Every record, from the first to the last, is to be printed again exactly.

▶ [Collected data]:
══════════

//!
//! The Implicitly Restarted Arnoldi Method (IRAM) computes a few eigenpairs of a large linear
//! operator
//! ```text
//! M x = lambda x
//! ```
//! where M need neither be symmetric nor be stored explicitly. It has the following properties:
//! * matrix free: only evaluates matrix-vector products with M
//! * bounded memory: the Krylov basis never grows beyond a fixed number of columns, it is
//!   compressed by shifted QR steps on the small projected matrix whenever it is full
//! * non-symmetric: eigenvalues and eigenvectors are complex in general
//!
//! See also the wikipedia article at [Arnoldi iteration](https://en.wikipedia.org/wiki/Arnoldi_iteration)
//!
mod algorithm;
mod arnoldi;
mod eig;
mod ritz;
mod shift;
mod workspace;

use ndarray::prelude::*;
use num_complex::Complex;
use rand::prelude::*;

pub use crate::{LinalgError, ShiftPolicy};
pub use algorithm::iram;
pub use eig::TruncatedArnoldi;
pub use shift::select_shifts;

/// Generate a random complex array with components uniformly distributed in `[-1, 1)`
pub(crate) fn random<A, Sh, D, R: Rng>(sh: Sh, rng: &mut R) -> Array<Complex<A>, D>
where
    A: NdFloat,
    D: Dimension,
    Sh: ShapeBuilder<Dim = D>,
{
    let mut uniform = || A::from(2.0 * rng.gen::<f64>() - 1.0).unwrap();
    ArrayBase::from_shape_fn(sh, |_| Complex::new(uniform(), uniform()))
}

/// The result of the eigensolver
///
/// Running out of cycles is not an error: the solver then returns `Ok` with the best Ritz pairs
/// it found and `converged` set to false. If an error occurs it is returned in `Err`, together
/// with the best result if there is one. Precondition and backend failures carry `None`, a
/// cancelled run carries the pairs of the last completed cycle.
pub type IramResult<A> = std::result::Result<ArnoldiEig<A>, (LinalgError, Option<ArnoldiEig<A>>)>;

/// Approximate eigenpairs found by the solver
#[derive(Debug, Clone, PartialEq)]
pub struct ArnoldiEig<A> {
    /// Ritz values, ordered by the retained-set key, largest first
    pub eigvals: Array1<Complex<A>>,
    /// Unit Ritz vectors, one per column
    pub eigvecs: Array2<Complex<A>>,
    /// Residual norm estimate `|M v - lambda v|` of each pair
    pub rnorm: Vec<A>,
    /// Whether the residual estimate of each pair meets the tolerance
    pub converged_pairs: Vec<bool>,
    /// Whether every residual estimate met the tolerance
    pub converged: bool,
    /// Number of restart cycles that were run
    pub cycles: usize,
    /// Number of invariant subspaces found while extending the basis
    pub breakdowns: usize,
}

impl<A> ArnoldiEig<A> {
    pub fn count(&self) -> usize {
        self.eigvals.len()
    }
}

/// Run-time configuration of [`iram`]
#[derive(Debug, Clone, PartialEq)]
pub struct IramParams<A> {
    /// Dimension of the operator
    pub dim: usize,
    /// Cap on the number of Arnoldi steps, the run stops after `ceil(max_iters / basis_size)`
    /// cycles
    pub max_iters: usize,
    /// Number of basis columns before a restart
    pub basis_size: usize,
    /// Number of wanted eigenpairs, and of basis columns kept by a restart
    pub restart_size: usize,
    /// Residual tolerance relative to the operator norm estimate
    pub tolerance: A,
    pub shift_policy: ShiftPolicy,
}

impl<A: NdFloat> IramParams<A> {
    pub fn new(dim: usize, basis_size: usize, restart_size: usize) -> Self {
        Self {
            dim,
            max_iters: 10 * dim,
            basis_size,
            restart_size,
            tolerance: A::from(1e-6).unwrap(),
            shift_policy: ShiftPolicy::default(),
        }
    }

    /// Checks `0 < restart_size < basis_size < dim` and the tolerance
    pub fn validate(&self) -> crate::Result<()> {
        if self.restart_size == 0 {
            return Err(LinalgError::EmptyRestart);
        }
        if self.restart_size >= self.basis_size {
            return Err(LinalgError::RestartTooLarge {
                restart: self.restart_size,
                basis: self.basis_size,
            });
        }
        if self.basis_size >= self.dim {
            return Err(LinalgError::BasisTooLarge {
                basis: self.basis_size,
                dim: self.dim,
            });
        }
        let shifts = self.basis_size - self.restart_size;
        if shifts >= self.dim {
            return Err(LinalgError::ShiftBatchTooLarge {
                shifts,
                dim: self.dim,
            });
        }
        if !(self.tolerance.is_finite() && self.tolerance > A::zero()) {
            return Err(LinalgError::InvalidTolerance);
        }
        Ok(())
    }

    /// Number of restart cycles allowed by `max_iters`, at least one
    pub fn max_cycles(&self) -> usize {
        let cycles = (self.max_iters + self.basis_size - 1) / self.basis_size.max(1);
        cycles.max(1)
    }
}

══════════

▶ [COMPLETED EXERCISE]:
//!
//! The Implicitly Restarted Arnoldi Method (IRAM) computes a few eigenpairs of a large linear
//! operator
//! ```text
//! M x = lambda x
//! ```
//! where M need neither be symmetric nor be stored explicitly. It has the following properties:
//! * matrix free: only evaluates matrix-vector products with M
//! * bounded memory: the Krylov basis never grows beyond a fixed number of columns, it is
//!   compressed by shifted QR steps on the small projected matrix whenever it is full
//! * non-symmetric: eigenvalues and eigenvectors are complex in general
//!
//! See also the wikipedia article at [Arnoldi iteration](https://en.wikipedia.org/wiki/Arnoldi_iteration)
//!
mod algorithm;
mod arnoldi;
mod eig;
mod ritz;
mod shift;
mod workspace;

use ndarray::prelude::*;
use num_complex::Complex;
use rand::prelude::*;

pub use crate::{LinalgError, ShiftPolicy};
pub use algorithm::iram;
pub use eig::TruncatedArnoldi;
pub use shift::select_shifts;

/// Generate a random complex array with components uniformly distributed in `[-1, 1)`
pub(crate) fn random<A, Sh, D, R: Rng>(sh: Sh, rng: &mut R) -> Array<Complex<A>, D>
where
    A: NdFloat,
    D: Dimension,
    Sh: ShapeBuilder<Dim = D>,
{
    let mut uniform = || A::from(2.0 * rng.gen::<f64>() - 1.0).unwrap();
    ArrayBase::from_shape_fn(sh, |_| Complex::new(uniform(), uniform()))
}

/// The result of the eigensolver
///
/// Running out of cycles is not an error: the solver then returns `Ok` with the best Ritz pairs
/// it found and `converged` set to false. If an error occurs it is returned in `Err`, together
/// with the best result if there is one. Precondition and backend failures carry `None`, a
/// cancelled run carries the pairs of the last completed cycle.
pub type IramResult<A> = std::result::Result<ArnoldiEig<A>, (LinalgError, Option<ArnoldiEig<A>>)>;

/// Approximate eigenpairs found by the solver
#[derive(Debug, Clone, PartialEq)]
pub struct ArnoldiEig<A> {
    /// Ritz values, ordered by the retained-set key, largest first
    pub eigvals: Array1<Complex<A>>,
    /// Unit Ritz vectors, one per column
    pub eigvecs: Array2<Complex<A>>,
    /// Residual norm estimate `|M v - lambda v|` of each pair
    pub rnorm: Vec<A>,
    /// Whether the residual estimate of each pair meets the tolerance
    pub converged_pairs: Vec<bool>,
    /// Whether every residual estimate met the tolerance
    pub converged: bool,
    /// Number of restart cycles that were run
    pub cycles: usize,
    /// Number of invariant subspaces found while extending the basis
    pub breakdowns: usize,
}

impl<A> ArnoldiEig<A> {
    pub fn count(&self) -> usize {
        self.eigvals.len()
    }
}

/// Run-time configuration of [`iram`]
#[derive(Debug, Clone, PartialEq)]
pub struct IramParams<A> {
    /// Dimension of the operator
    pub dim: usize,
    /// Cap on the number of Arnoldi steps, the run stops after `ceil(max_iters / basis_size)`
    /// cycles
    pub max_iters: usize,
    /// Number of basis columns before a restart
    pub basis_size: usize,
    /// Number of wanted eigenpairs, and of basis columns kept by a restart
    pub restart_size: usize,
    /// Residual tolerance relative to the operator norm estimate
    pub tolerance: A,
    pub shift_policy: ShiftPolicy,
}

impl<A: NdFloat> IramParams<A> {
    pub fn new(dim: usize, basis_size: usize, restart_size: usize) -> Self {
        Self {
            dim,
            max_iters: 10 * dim,
            basis_size,
            restart_size,
            tolerance: A::from(1e-6).unwrap(),
            shift_policy: ShiftPolicy::default(),
        }
    }

    /// Checks `0 < restart_size < basis_size < dim` and the tolerance
    pub fn validate(&self) -> crate::Result<()> {
        if self.restart_size == 0 {
            return Err(LinalgError::EmptyRestart);
        }
        if self.restart_size >= self.basis_size {
            return Err(LinalgError::RestartTooLarge {
                restart: self.restart_size,
                basis: self.basis_size,
            });
        }
        if self.basis_size >= self.dim {
            return Err(LinalgError::BasisTooLarge {
                basis: self.basis_size,
                dim: self.dim,
            });
        }
        let shifts = self.basis_size - self.restart_size;
        if shifts >= self.dim {
            return Err(LinalgError::ShiftBatchTooLarge {
                shifts,
                dim: self.dim,
            });
        }
        if !(self.tolerance.is_finite() && self.tolerance > A::zero()) {
            return Err(LinalgError::InvalidTolerance);
        }
        Ok(())
    }

    /// Number of restart cycles allowed by `max_iters`, at least one
    pub fn max_cycles(&self) -> usize {
        let cycles = (self.max_iters + self.basis_size - 1) / self.basis_size.max(1);
        cycles.max(1)
    }
}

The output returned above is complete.